*** Opening Data records ***

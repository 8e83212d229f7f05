//! Axis-aligned bounding boxes in projection units.

use serde::{Deserialize, Serialize};

use crate::proj::TransformFn;

/// An axis-aligned bounding box `(min_x, min_y, max_x, max_y)`.
///
/// An extent whose minimum exceeds its maximum on either axis is empty.
/// [`Extent::empty`] returns the canonical empty extent, which grows to fit
/// the first coordinate it is extended with.
#[derive(Clone, Copy, Debug, PartialEq, Serialize, Deserialize)]
pub struct Extent {
    pub min_x: f64,
    pub min_y: f64,
    pub max_x: f64,
    pub max_y: f64,
}

impl Extent {
    pub const fn new(min_x: f64, min_y: f64, max_x: f64, max_y: f64) -> Self {
        Self {
            min_x,
            min_y,
            max_x,
            max_y,
        }
    }

    /// The canonical empty extent (`+inf, +inf, -inf, -inf`).
    pub const fn empty() -> Self {
        Self::new(
            f64::INFINITY,
            f64::INFINITY,
            f64::NEG_INFINITY,
            f64::NEG_INFINITY,
        )
    }

    /// Smallest extent containing every `(x, y)` point.
    pub fn from_points(points: &[[f64; 2]]) -> Self {
        let mut extent = Self::empty();
        for p in points {
            extent.extend_xy(p[0], p[1]);
        }
        extent
    }

    pub fn to_array(&self) -> [f64; 4] {
        [self.min_x, self.min_y, self.max_x, self.max_y]
    }

    pub fn width(&self) -> f64 {
        self.max_x - self.min_x
    }

    pub fn height(&self) -> f64 {
        self.max_y - self.min_y
    }

    /// Area, or `0.0` for empty extents.
    pub fn area(&self) -> f64 {
        if self.is_empty() {
            0.0
        } else {
            self.width() * self.height()
        }
    }

    /// True when the extent encloses no area (zero or negative width/height).
    pub fn is_empty(&self) -> bool {
        !(self.max_x > self.min_x && self.max_y > self.min_y)
    }

    pub fn is_finite(&self) -> bool {
        self.min_x.is_finite()
            && self.min_y.is_finite()
            && self.max_x.is_finite()
            && self.max_y.is_finite()
    }

    pub fn center(&self) -> [f64; 2] {
        [
            (self.min_x + self.max_x) / 2.0,
            (self.min_y + self.max_y) / 2.0,
        ]
    }

    pub fn top_left(&self) -> [f64; 2] {
        [self.min_x, self.max_y]
    }

    pub fn top_right(&self) -> [f64; 2] {
        [self.max_x, self.max_y]
    }

    pub fn bottom_left(&self) -> [f64; 2] {
        [self.min_x, self.min_y]
    }

    pub fn bottom_right(&self) -> [f64; 2] {
        [self.max_x, self.min_y]
    }

    /// Inclusive containment test.
    pub fn contains_xy(&self, x: f64, y: f64) -> bool {
        self.min_x <= x && x <= self.max_x && self.min_y <= y && y <= self.max_y
    }

    /// Inclusive overlap test: touching edges intersect.
    pub fn intersects(&self, other: &Extent) -> bool {
        self.min_x <= other.max_x
            && self.max_x >= other.min_x
            && self.min_y <= other.max_y
            && self.max_y >= other.min_y
    }

    /// Overlap of two extents; [`Extent::empty`] when they do not intersect.
    pub fn intersection(&self, other: &Extent) -> Extent {
        if !self.intersects(other) {
            return Self::empty();
        }
        Self::new(
            self.min_x.max(other.min_x),
            self.min_y.max(other.min_y),
            self.max_x.min(other.max_x),
            self.max_y.min(other.max_y),
        )
    }

    pub fn extend_xy(&mut self, x: f64, y: f64) {
        self.min_x = self.min_x.min(x);
        self.min_y = self.min_y.min(y);
        self.max_x = self.max_x.max(x);
        self.max_y = self.max_y.max(y);
    }

    pub fn extend(&mut self, other: &Extent) {
        self.min_x = self.min_x.min(other.min_x);
        self.min_y = self.min_y.min(other.min_y);
        self.max_x = self.max_x.max(other.max_x);
        self.max_y = self.max_y.max(other.max_y);
    }

    /// Grow the extent by `value` on every side.
    pub fn buffer(&self, value: f64) -> Extent {
        Self::new(
            self.min_x - value,
            self.min_y - value,
            self.max_x + value,
            self.max_y + value,
        )
    }

    /// Shift the extent along the x axis.
    pub fn translate_x(&self, dx: f64) -> Extent {
        Self::new(self.min_x + dx, self.min_y, self.max_x + dx, self.max_y)
    }

    /// Transform the extent and return the bounding extent of the result.
    ///
    /// The four corners are always transformed. With `stops > 0`, each edge
    /// is additionally sampled at `stops` evenly spaced interior points so
    /// that curved edges in the destination space are not undershot.
    pub fn apply_transform(&self, transform: &TransformFn, stops: usize) -> Extent {
        let mut coords = Vec::with_capacity(8 * (stops + 1));
        if stops > 0 {
            let width = self.width();
            let height = self.height();
            let n = (stops + 1) as f64;
            for i in 0..=stops {
                let fx = width * i as f64 / n;
                let fy = height * i as f64 / n;
                coords.extend_from_slice(&[
                    self.min_x + fx,
                    self.min_y,
                    self.max_x,
                    self.min_y + fy,
                    self.max_x - fx,
                    self.max_y,
                    self.min_x,
                    self.max_y - fy,
                ]);
            }
        } else {
            coords.extend_from_slice(&[
                self.min_x, self.min_y, self.min_x, self.max_y, self.max_x, self.min_y, self.max_x,
                self.max_y,
            ]);
        }
        transform.apply_in_place(&mut coords, 2);

        let mut extent = Self::empty();
        for xy in coords.chunks_exact(2) {
            extent.extend_xy(xy[0], xy[1]);
        }
        extent
    }
}

impl From<[f64; 4]> for Extent {
    fn from(v: [f64; 4]) -> Self {
        Self::new(v[0], v[1], v[2], v[3])
    }
}
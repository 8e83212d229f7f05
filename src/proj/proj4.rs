//! Projections defined by PROJ strings, backed by proj4rs.
//!
//! proj4rs works in radians for geographic CRS while registered transforms
//! use degrees; [`Proj4Transform`] converts on both ends.

use std::sync::Arc;

use proj4rs::Proj;
use tracing::debug;

use crate::error::ProjError;
use crate::proj::pipeline::INTERMEDIATE_CODE;
use crate::proj::projections::ProjectionRegistry;
use crate::proj::transforms::{TransformFn, TransformRegistry};
use crate::proj::{Projection, Units};

/// PROJ definition of the intermediate projection.
pub const WGS84_LONGLAT: &str = "+proj=longlat +datum=WGS84 +no_defs";

/// A single-direction transform between two PROJ definitions.
pub struct Proj4Transform {
    src: Proj,
    dst: Proj,
    src_is_geo: bool,
    dst_is_geo: bool,
}

impl Proj4Transform {
    pub fn new(src_def: &str, dst_def: &str) -> Result<Self, ProjError> {
        let src = parse(src_def)?;
        let dst = parse(dst_def)?;
        let src_is_geo = src.is_latlong();
        let dst_is_geo = dst.is_latlong();
        Ok(Self {
            src,
            dst,
            src_is_geo,
            dst_is_geo,
        })
    }

    /// Transform a point from the source to the destination definition, in
    /// native units (degrees for geographic, metres for projected).
    pub fn transform_point(&self, x: f64, y: f64) -> Result<(f64, f64), ProjError> {
        let mut point = if self.src_is_geo {
            (x.to_radians(), y.to_radians())
        } else {
            (x, y)
        };

        proj4rs::transform::transform(&self.src, &self.dst, &mut point)
            .map_err(|e| ProjError::TransformFailed(e.to_string()))?;

        if self.dst_is_geo {
            Ok((point.0.to_degrees(), point.1.to_degrees()))
        } else {
            Ok(point)
        }
    }

    /// Wrap into a registry transform. Points that fail to transform become NaN.
    pub fn into_transform_fn(self) -> TransformFn {
        TransformFn::from_point_fn(move |x, y| {
            self.transform_point(x, y).unwrap_or((f64::NAN, f64::NAN))
        })
    }
}

fn parse(definition: &str) -> Result<Proj, ProjError> {
    Proj::from_proj_string(definition)
        .map_err(|e| ProjError::InvalidDefinition(format!("{definition}: {e}")))
}

/// Define `code` from a PROJ string and register transforms between it and
/// EPSG:4326. Transforms to other projections resolve through EPSG:4326.
pub fn register(
    projections: &mut ProjectionRegistry,
    transforms: &mut TransformRegistry,
    code: &str,
    definition: &str,
) -> Result<Arc<Projection>, ProjError> {
    let proj = parse(definition)?;
    let units = if proj.is_latlong() {
        Units::Degrees
    } else {
        Units::Meters
    };

    let to_common = Proj4Transform::new(definition, WGS84_LONGLAT)?;
    let from_common = Proj4Transform::new(WGS84_LONGLAT, definition)?;
    transforms.add(code, INTERMEDIATE_CODE, to_common.into_transform_fn());
    transforms.add(INTERMEDIATE_CODE, code, from_common.into_transform_fn());

    debug!(code, definition, "registered proj4 projection");
    Ok(projections.add(Projection::new(code, units)))
}
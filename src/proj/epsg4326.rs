//! Geographic WGS 84 (EPSG:4326) and its aliases.

use std::f64::consts::PI;

use crate::extent::Extent;
use crate::proj::{Projection, Units};

/// Semi-major axis of the WGS 84 ellipsoid (metres).
pub const RADIUS: f64 = 6_378_137.0;

pub const EXTENT: Extent = Extent::new(-180.0, -90.0, 180.0, 90.0);

/// Length of one degree on the equator.
pub const METERS_PER_UNIT: f64 = PI * RADIUS / 180.0;

/// Aliases with their axis orientation. The orientation is descriptive only;
/// coordinates are always handled as (lon, lat).
pub const CODES: &[(&str, &str)] = &[
    ("CRS:84", "enu"),
    ("EPSG:4326", "neu"),
    ("urn:ogc:def:crs:OGC:1.3:CRS84", "enu"),
    ("urn:ogc:def:crs:OGC:2:84", "enu"),
    ("http://www.opengis.net/def/crs/OGC/1.3/CRS84", "enu"),
    ("http://www.opengis.net/gml/srs/epsg.xml#4326", "enu"),
    ("http://www.opengis.net/def/crs/EPSG/0/4326", "neu"),
    ("urn:ogc:def:crs:EPSG::4326", "neu"),
];

pub fn projection(code: &str, axis_orientation: &str) -> Projection {
    Projection::new(code, Units::Degrees)
        .with_extent(EXTENT)
        .with_world_extent(EXTENT)
        .with_axis_orientation(axis_orientation)
        .with_global(true)
        .with_meters_per_unit(METERS_PER_UNIT)
}

/// One projection per alias in [`CODES`].
pub fn projections() -> Vec<Projection> {
    CODES
        .iter()
        .map(|(code, axis)| projection(code, axis))
        .collect()
}

#[cfg(test)]
mod tests {
    use super::*;
    use approx::assert_relative_eq;

    #[test]
    fn test_meters_per_unit() {
        let p = projection("EPSG:4326", "neu");
        assert_relative_eq!(p.meters_per_unit().unwrap(), 111_319.490_793_273_58, epsilon = 1e-6);
        assert_eq!(p.axis_orientation(), "neu");
    }

    #[test]
    fn test_all_aliases_wrap() {
        let all = projections();
        assert_eq!(all.len(), CODES.len());
        assert!(all.iter().all(|p| p.can_wrap_x() && p.units() == Units::Degrees));
    }
}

*** Closing Data records ***

Prompt ▸ Search the lines above for the string "Inclusive" and copy each line that has it.

Exercise answer ▸
    /// Inclusive containment test.
    /// Inclusive overlap test: touching edges intersect.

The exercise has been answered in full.